### DATASET RECORDS
########

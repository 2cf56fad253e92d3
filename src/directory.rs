//! Podcast directory queries: keyword search, per-country top charts, and
//! resolving a directory id to its feed.

use std::sync::Arc;

use async_trait::async_trait;
use serde::Deserialize;
use serde::de::DeserializeOwned;
use url::Url;

use crate::error::{DirectoryError, FetchError};
use crate::http::{HttpClient, fetch_bytes};
use crate::model::DirectoryEntry;

const SEARCH_URL: &str = "https://itunes.apple.com/search";
const LOOKUP_URL: &str = "https://itunes.apple.com/lookup";
const TOP_CHART_BASE: &str = "https://rss.applemarketingtools.com/api/v2";

/// Source of search results and top charts
#[async_trait]
pub trait PodcastDirectory: Send + Sync {
    async fn search(&self, query: &str, limit: usize) -> Result<Vec<DirectoryEntry>, DirectoryError>;

    async fn top(&self, country: &str, limit: usize) -> Result<Vec<DirectoryEntry>, DirectoryError>;

    /// Resolve a directory id; `Ok(None)` when the directory knows no feed for it
    async fn lookup(&self, id: &str) -> Result<Option<DirectoryEntry>, DirectoryError>;
}

/// Directory backed by the public iTunes Search API and Apple's chart feeds
#[derive(Clone)]
pub struct ItunesDirectory {
    client: Arc<dyn HttpClient>,
}

impl ItunesDirectory {
    pub fn new(client: Arc<dyn HttpClient>) -> Self {
        Self { client }
    }

    async fn get_json<T: DeserializeOwned>(&self, url: &Url) -> Result<T, DirectoryError> {
        let bytes = fetch_bytes(self.client.as_ref(), url.as_str()).await?;
        serde_json::from_slice(&bytes).map_err(|e| DirectoryError::JsonParseFailed {
            url: url.to_string(),
            source: e,
        })
    }
}

#[derive(Debug, Deserialize)]
#[serde(rename_all = "camelCase")]
struct SearchResponse {
    #[serde(default)]
    results: Vec<SearchResult>,
}

#[derive(Debug, Deserialize)]
#[serde(rename_all = "camelCase")]
struct SearchResult {
    collection_id: Option<u64>,
    collection_name: Option<String>,
    artist_name: Option<String>,
    feed_url: Option<String>,
    artwork_url600: Option<String>,
    artwork_url100: Option<String>,
    primary_genre_name: Option<String>,
}

#[derive(Debug, Deserialize)]
struct ChartResponse {
    feed: ChartFeed,
}

#[derive(Debug, Deserialize)]
struct ChartFeed {
    #[serde(default)]
    results: Vec<ChartResult>,
}

#[derive(Debug, Deserialize)]
#[serde(rename_all = "camelCase")]
struct ChartResult {
    id: String,
    name: String,
    artist_name: Option<String>,
    artwork_url100: Option<String>,
    #[serde(default)]
    genres: Vec<ChartGenre>,
}

#[derive(Debug, Deserialize)]
struct ChartGenre {
    name: String,
}

impl From<ChartResult> for DirectoryEntry {
    fn from(result: ChartResult) -> Self {
        DirectoryEntry {
            id: result.id,
            title: result.name,
            author: result.artist_name.unwrap_or_default(),
            feed_url: None,
            image_url: result.artwork_url100,
            genre: result.genres.into_iter().next().map(|g| g.name),
        }
    }
}

/// Search hits without a collection id or name cannot be subscribed to
fn search_entry(result: SearchResult) -> Option<DirectoryEntry> {
    Some(DirectoryEntry {
        id: result.collection_id?.to_string(),
        title: result.collection_name?,
        author: result.artist_name.unwrap_or_default(),
        feed_url: result.feed_url,
        image_url: result.artwork_url600.or(result.artwork_url100),
        genre: result.primary_genre_name,
    })
}

fn invalid_url(url: &str, source: url::ParseError) -> DirectoryError {
    DirectoryError::Fetch(FetchError::InvalidUrl {
        url: url.to_string(),
        source,
    })
}

#[async_trait]
impl PodcastDirectory for ItunesDirectory {
    async fn search(&self, query: &str, limit: usize) -> Result<Vec<DirectoryEntry>, DirectoryError> {
        let limit_param = limit.to_string();
        let url = Url::parse_with_params(
            SEARCH_URL,
            &[
                ("term", query),
                ("media", "podcast"),
                ("entity", "podcast"),
                ("limit", limit_param.as_str()),
            ],
        )
        .map_err(|e| invalid_url(SEARCH_URL, e))?;

        let response: SearchResponse = self.get_json(&url).await?;
        Ok(response
            .results
            .into_iter()
            .filter_map(search_entry)
            .take(limit)
            .collect())
    }

    async fn top(&self, country: &str, limit: usize) -> Result<Vec<DirectoryEntry>, DirectoryError> {
        let raw = format!("{TOP_CHART_BASE}/{country}/podcasts/top/{limit}/podcasts.json");
        let url = Url::parse(&raw).map_err(|e| invalid_url(&raw, e))?;

        let response: ChartResponse = self.get_json(&url).await?;
        Ok(response
            .feed
            .results
            .into_iter()
            .map(DirectoryEntry::from)
            .take(limit)
            .collect())
    }

    async fn lookup(&self, id: &str) -> Result<Option<DirectoryEntry>, DirectoryError> {
        let url = Url::parse_with_params(LOOKUP_URL, &[("id", id), ("entity", "podcast")])
            .map_err(|e| invalid_url(LOOKUP_URL, e))?;

        let response: SearchResponse = self.get_json(&url).await?;
        Ok(response
            .results
            .into_iter()
            .filter_map(search_entry)
            .find(|entry| entry.feed_url.is_some()))
    }
}

#[cfg(test)]
mod tests {
    use super::*;
    use crate::http::HttpResponse;
    use std::sync::Mutex;

    struct CannedClient {
        body: &'static str,
        requested: Mutex<Vec<String>>,
    }

    #[async_trait]
    impl HttpClient for CannedClient {
        async fn get(&self, url: &str) -> Result<HttpResponse, reqwest::Error> {
            self.requested.lock().unwrap().push(url.to_string());
            Ok(HttpResponse::buffered(200, self.body))
        }
    }

    fn directory(body: &'static str) -> (ItunesDirectory, Arc<CannedClient>) {
        let client = Arc::new(CannedClient {
            body,
            requested: Mutex::new(Vec::new()),
        });
        (ItunesDirectory::new(client.clone()), client)
    }

    #[tokio::test]
    async fn search_maps_results_and_skips_incomplete_hits() {
        let (directory, client) = directory(
            r#"{"resultCount": 2, "results": [
                {"collectionId": 42, "collectionName": "Rust Radio", "artistName": "Ferris",
                 "feedUrl": "https://example.com/rust.xml", "artworkUrl600": "https://example.com/600.jpg",
                 "primaryGenreName": "Technology"},
                {"artistName": "Nameless"}
            ]}"#,
        );

        let hits = directory.search("rust lang", 25).await.unwrap();

        assert_eq!(hits.len(), 1);
        assert_eq!(hits[0].id, "42");
        assert_eq!(hits[0].title, "Rust Radio");
        assert_eq!(hits[0].feed_url.as_deref(), Some("https://example.com/rust.xml"));
        assert_eq!(hits[0].genre.as_deref(), Some("Technology"));

        let requested = client.requested.lock().unwrap()[0].clone();
        assert!(requested.starts_with(SEARCH_URL));
        assert!(requested.contains("term=rust+lang"));
        assert!(requested.contains("limit=25"));
    }

    #[tokio::test]
    async fn top_maps_chart_rows() {
        let (directory, client) = directory(
            r#"{"feed": {"results": [
                {"id": "7", "name": "Daily", "artistName": "News Co", "artworkUrl100": "https://example.com/100.jpg",
                 "genres": [{"genreId": "1", "name": "News"}]}
            ]}}"#,
        );

        let chart = directory.top("de", 10).await.unwrap();

        assert_eq!(chart.len(), 1);
        assert_eq!(chart[0].title, "Daily");
        assert_eq!(chart[0].genre.as_deref(), Some("News"));
        assert!(chart[0].feed_url.is_none());
        assert!(client.requested.lock().unwrap()[0].contains("/de/podcasts/top/10/"));
    }

    #[tokio::test]
    async fn lookup_resolves_feed_url() {
        let (directory, client) = directory(
            r#"{"resultCount": 1, "results": [
                {"collectionId": 7, "collectionName": "Daily", "artistName": "News Co",
                 "feedUrl": "https://example.com/daily.xml"}
            ]}"#,
        );

        let entry = directory.lookup("7").await.unwrap().unwrap();

        assert_eq!(entry.id, "7");
        assert_eq!(entry.feed_url.as_deref(), Some("https://example.com/daily.xml"));
        let requested = client.requested.lock().unwrap()[0].clone();
        assert!(requested.starts_with(LOOKUP_URL));
        assert!(requested.contains("id=7"));
    }

    #[tokio::test]
    async fn lookup_without_feed_is_none() {
        let (private, _) = directory(
            r#"{"resultCount": 1, "results": [{"collectionId": 7, "collectionName": "Private"}]}"#,
        );
        let (unknown, _) = directory(r#"{"resultCount": 0, "results": []}"#);

        assert!(private.lookup("7").await.unwrap().is_none());
        assert!(unknown.lookup("8").await.unwrap().is_none());
    }

    #[tokio::test]
    async fn malformed_response_is_reported() {
        let (directory, _) = directory("<html>rate limited</html>");
        assert!(matches!(
            directory.search("x", 5).await,
            Err(DirectoryError::JsonParseFailed { .. })
        ));
    }
}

########

### PROBLEM DESCRIPTION
Search the records for the word "JsonParseFailed" and copy every line where it occurs.

### REPLY
        serde_json::from_slice(&bytes).map_err(|e| DirectoryError::JsonParseFailed {
            Err(DirectoryError::JsonParseFailed { .. })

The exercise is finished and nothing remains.